Rethinking the Data Model

A mistake I made a lot when starting out in BI and that I think my questioner is making too is saying ‘here’s my data model, where can I find a visual that works with it?’ In this, and most other, cases it’s more fruitful to ask, ‘how does my data need to change so that the visuals show me what I want to see?’

What we want to do here is, for a given pupil (and therefore a given value of the x axis of our scatter), compare two y values – ie have two series of y value data – one with the internal results and one with the national comparison. The table we want in BI would therefore look like this:
Sid
Result Type
Subject
Term
Year
Result
1
Current
English
Autumn
11
6
1
National Expectation
English
Autumn
11
5

In lots of schools a target grade based on national performance will exist in the system and can provide this role already, but I’m going to cover how to turn the Transition Matrix data into such a grade if it’s not already there and the techniques for how to this in Power Query (PQ) will probably come in handy, even if you don’t need them in this specific instance.

Transform your data in PQ

Everything we’re doing here could be done in Power BI using calculated columns, but when you’re changing the base data of your model, especially over large tables like results it’s better to use PQ because calculated columns take up computer resources that could otherwise make your BI file work faster. (In particular if you find it takes a long time to create/save measures a likely culprit is the number/complexity of your calculated columns).

So to load PQ click Edit Queries on the home ribbon. 


We’re going to start with our transition data which I tidied up in Excel, click on 'New Source' and Excel to bring it into PQ. It looks like this:

First up, click Use First Row as Headers if it hasn’t recognised your header row (numbers as column headings will often throw it).
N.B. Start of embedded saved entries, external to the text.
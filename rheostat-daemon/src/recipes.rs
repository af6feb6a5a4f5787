// Copyright 2025 Rheostat Contributors
//
// Licensed under the Apache License, Version 2.0 (the "License");
// you may not use this file except in compliance with the License.
// You may obtain a copy of the License at
//
//     http://www.apache.org/licenses/LICENSE-2.0
//
// Unless required by applicable law or agreed to in writing, software
// distributed under the License is distributed on an "AS IS" BASIS,
// WITHOUT WARRANTIES OR CONDITIONS OF ANY KIND, either express or implied.
// See the License for the specific language governing permissions and
// limitations under the License.

//! Structural recipe loading. A recipe file is TOML named
//! `<recipe>.toml` in the configured directory; unknown attributes are
//! ignored, missing mandatory attributes are a format error. Loaded
//! recipes are cached and shared by every execution context registered
//! against them.

use crate::config::RecipeConfig;
use crate::model::recipe::{Recipe, StaticResourceConstraint, WorkingMode, MAX_WORKING_MODES};
use crate::model::resource::AssignmentMap;
use rheostat_common::model::AwmId;
use serde::Deserialize;
use std::collections::{BTreeMap, HashMap};
use std::path::PathBuf;
use std::sync::{Arc, Mutex};
use std::time::Duration;
use tracing::{debug, info};

#[derive(Debug, thiserror::Error)]
pub enum RecipeError {
    #[error("recipe {0} not found")]
    NotFound(String),
    #[error("recipe {name} declares version {found}, the minimum supported version is {minimum}")]
    VersionMismatch {
        name: String,
        found: u32,
        minimum: u32,
    },
    #[error("recipe {name} is malformed: {reason}")]
    Format { name: String, reason: String },
}

#[derive(Debug, Deserialize)]
struct RecipeFile {
    version: u32,
    #[serde(default)]
    priority: u8,
    #[serde(rename = "working_mode")]
    working_modes: Vec<WorkingModeFile>,
    #[serde(rename = "constraint", default)]
    constraints: Vec<ConstraintFile>,
}

#[derive(Debug, Deserialize)]
struct WorkingModeFile {
    id: u8,
    name: String,
    value: u32,
    #[serde(default = "default_config_time_ms")]
    config_time_ms: u64,
    resources: BTreeMap<String, u64>,
}

fn default_config_time_ms() -> u64 {
    100
}

#[derive(Debug, Deserialize)]
struct ConstraintFile {
    resource: String,
    lower: Option<u64>,
    upper: Option<u64>,
}

pub struct RecipeRegistry {
    directory: PathBuf,
    min_version: u32,
    cache: Mutex<HashMap<String, Arc<Recipe>>>,
}

impl RecipeRegistry {
    pub fn new(config: &RecipeConfig) -> Self {
        Self {
            directory: config.directory.clone(),
            min_version: config.min_version,
            cache: Mutex::new(HashMap::new()),
        }
    }

    /// Loads a recipe by name, serving repeated registrations from the
    /// cache.
    pub fn load(&self, name: &str) -> Result<Arc<Recipe>, RecipeError> {
        if name.is_empty() || name.contains(['/', '\\']) {
            return Err(RecipeError::NotFound(name.to_string()));
        }
        if let Some(recipe) = self.cache.lock().unwrap().get(name) {
            return Ok(Arc::clone(recipe));
        }

        let path = self.directory.join(format!("{name}.toml"));
        let raw = std::fs::read_to_string(&path)
            .map_err(|_| RecipeError::NotFound(name.to_string()))?;
        let file: RecipeFile = toml::from_str(&raw).map_err(|error| RecipeError::Format {
            name: name.to_string(),
            reason: error.to_string(),
        })?;

        if file.version < self.min_version {
            return Err(RecipeError::VersionMismatch {
                name: name.to_string(),
                found: file.version,
                minimum: self.min_version,
            });
        }

        let recipe = Arc::new(convert(name, file)?);
        info!(
            recipe = name,
            version = recipe.version,
            working_modes = recipe.working_modes.len(),
            "recipe loaded"
        );
        self.cache
            .lock()
            .unwrap()
            .insert(name.to_string(), Arc::clone(&recipe));
        Ok(recipe)
    }

    /// Drops cached recipes no execution context references anymore.
    pub fn release_unused(&self) {
        let mut cache = self.cache.lock().unwrap();
        cache.retain(|name, recipe| {
            let still_used = Arc::strong_count(recipe) > 1;
            if !still_used {
                debug!(recipe = name, "recipe released");
            }
            still_used
        });
    }

    #[cfg(test)]
    pub fn cached_count(&self) -> usize {
        self.cache.lock().unwrap().len()
    }
}

fn convert(name: &str, file: RecipeFile) -> Result<Recipe, RecipeError> {
    let format_error = |reason: String| RecipeError::Format {
        name: name.to_string(),
        reason,
    };

    if file.working_modes.is_empty() {
        return Err(format_error("no working modes declared".to_string()));
    }
    if file.working_modes.len() > MAX_WORKING_MODES {
        return Err(format_error(format!(
            "{} working modes exceed the supported maximum of {MAX_WORKING_MODES}",
            file.working_modes.len()
        )));
    }

    let mut working_modes = Vec::with_capacity(file.working_modes.len());
    let mut seen_ids = 0u64;
    for awm in file.working_modes {
        if awm.id as usize >= MAX_WORKING_MODES {
            return Err(format_error(format!("working mode id {} out of range", awm.id)));
        }
        if seen_ids & (1u64 << awm.id) != 0 {
            return Err(format_error(format!("duplicate working mode id {}", awm.id)));
        }
        seen_ids |= 1u64 << awm.id;

        let mut resources = AssignmentMap::new();
        for (raw_path, quantity) in awm.resources {
            let path = raw_path
                .parse()
                .map_err(|error| format_error(format!("resource path {raw_path:?}: {error}")))?;
            resources.insert(path, quantity);
        }
        working_modes.push(WorkingMode {
            id: AwmId(awm.id),
            name: awm.name,
            value: awm.value,
            config_time: Duration::from_millis(awm.config_time_ms),
            resources,
        });
    }
    working_modes.sort_by_key(|awm| awm.id);

    let mut static_constraints = Vec::with_capacity(file.constraints.len());
    for constraint in file.constraints {
        let path = constraint.resource.parse().map_err(|error| {
            format_error(format!("constraint path {:?}: {error}", constraint.resource))
        })?;
        static_constraints.push(StaticResourceConstraint {
            path,
            lower: constraint.lower,
            upper: constraint.upper,
        });
    }

    Ok(Recipe {
        name: name.to_string(),
        version: file.version,
        priority: file.priority,
        working_modes,
        static_constraints,
    })
}

#[cfg(test)]
mod tests {
    use test_r::test;

    use super::*;
    use std::io::Write;

    fn registry_with(recipes: &[(&str, &str)]) -> (RecipeRegistry, tempfile::TempDir) {
        let dir = tempfile::tempdir().unwrap();
        for (name, body) in recipes {
            let mut file = std::fs::File::create(dir.path().join(format!("{name}.toml"))).unwrap();
            file.write_all(body.as_bytes()).unwrap();
        }
        let registry = RecipeRegistry::new(&RecipeConfig {
            directory: dir.path().to_path_buf(),
            min_version: 1,
        });
        (registry, dir)
    }

    const VALID: &str = r#"
version = 1
priority = 2

[[working_mode]]
id = 0
name = "low"
value = 10
config_time_ms = 50

[working_mode.resources]
"sys0.cpu0.pe" = 100

[[working_mode]]
id = 1
name = "high"
value = 30

[working_mode.resources]
"sys0.cpu0.pe" = 200
"sys0.mem0" = 104857600
"#;

    #[test]
    fn a_valid_recipe_loads_and_is_cached() {
        let (registry, _dir) = registry_with(&[("video", VALID)]);
        let first = registry.load("video").unwrap();
        let second = registry.load("video").unwrap();
        assert!(Arc::ptr_eq(&first, &second));
        assert_eq!(first.priority, 2);
        assert_eq!(first.working_modes.len(), 2);
        assert_eq!(
            first.working_mode(AwmId(1)).unwrap().resources.len(),
            2
        );
    }

    #[test]
    fn missing_recipes_and_old_versions_are_refused() {
        let (registry, _dir) = registry_with(&[("old", "version = 0\n[[working_mode]]\nid = 0\nname = \"x\"\nvalue = 1\n[working_mode.resources]\n")]);
        assert!(matches!(
            registry.load("absent"),
            Err(RecipeError::NotFound(_))
        ));
        assert!(matches!(
            registry.load("old"),
            Err(RecipeError::VersionMismatch { found: 0, .. })
        ));
    }

    #[test]
    fn structural_defects_are_format_errors() {
        let (registry, _dir) = registry_with(&[
            ("empty", "version = 1\n"),
            (
                "dup",
                r#"
version = 1
[[working_mode]]
id = 0
name = "a"
value = 1
[working_mode.resources]
[[working_mode]]
id = 0
name = "b"
value = 2
[working_mode.resources]
"#,
            ),
        ]);
        assert!(matches!(registry.load("empty"), Err(RecipeError::Format { .. })));
        assert!(matches!(registry.load("dup"), Err(RecipeError::Format { .. })));
    }

    #[test]
    fn unused_recipes_are_dropped_from_the_cache() {
        let (registry, _dir) = registry_with(&[("video", VALID)]);
        let recipe = registry.load("video").unwrap();
        registry.release_unused();
        assert_eq!(registry.cached_count(), 1);
        drop(recipe);
        registry.release_unused();
        assert_eq!(registry.cached_count(), 0);
    }
}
Because we in some cases want to consider the value not the grade, change ‘U’ to 0.

The next thing we want to do is get all the thing we’re interested in (the pupil numbers) into a single column (on spreadsheets it's as easy to look across rows as down columns, in databases you tend to do searches/comparisons within columns). Do this by ctrl clicking subject and KS2 attainment columns, then on the Transform ribbon, clicking ‘Unpivot other columns’ 

you should then get this.

Rename the Attribute and Value columns as Grade and Pupils. Now you need to decide what national value you want. A common choice would be the most likely grade, in my questioner's sample data he has the mean grade value. We’ll go through how to get either.

Most likely grade

To get the MLG we need to highlight our subject and KS2 attainment columns again and click Group by from the Home tab. 

In the options that come up chose to add the Max value of the Pupils column as MaxPups. Then choose to add ‘All Rows’ as an aggregated column with the aggregation ‘All Rows’ (which gives you a nested table). 


Click OK, then expand the All Rows column using the arrows in the column heading and choose the Grade and Pupils columns. You’re then back where you were before the Group By operation but with an extra column showing the maximum number of pupils for a grade for each KS2 value. 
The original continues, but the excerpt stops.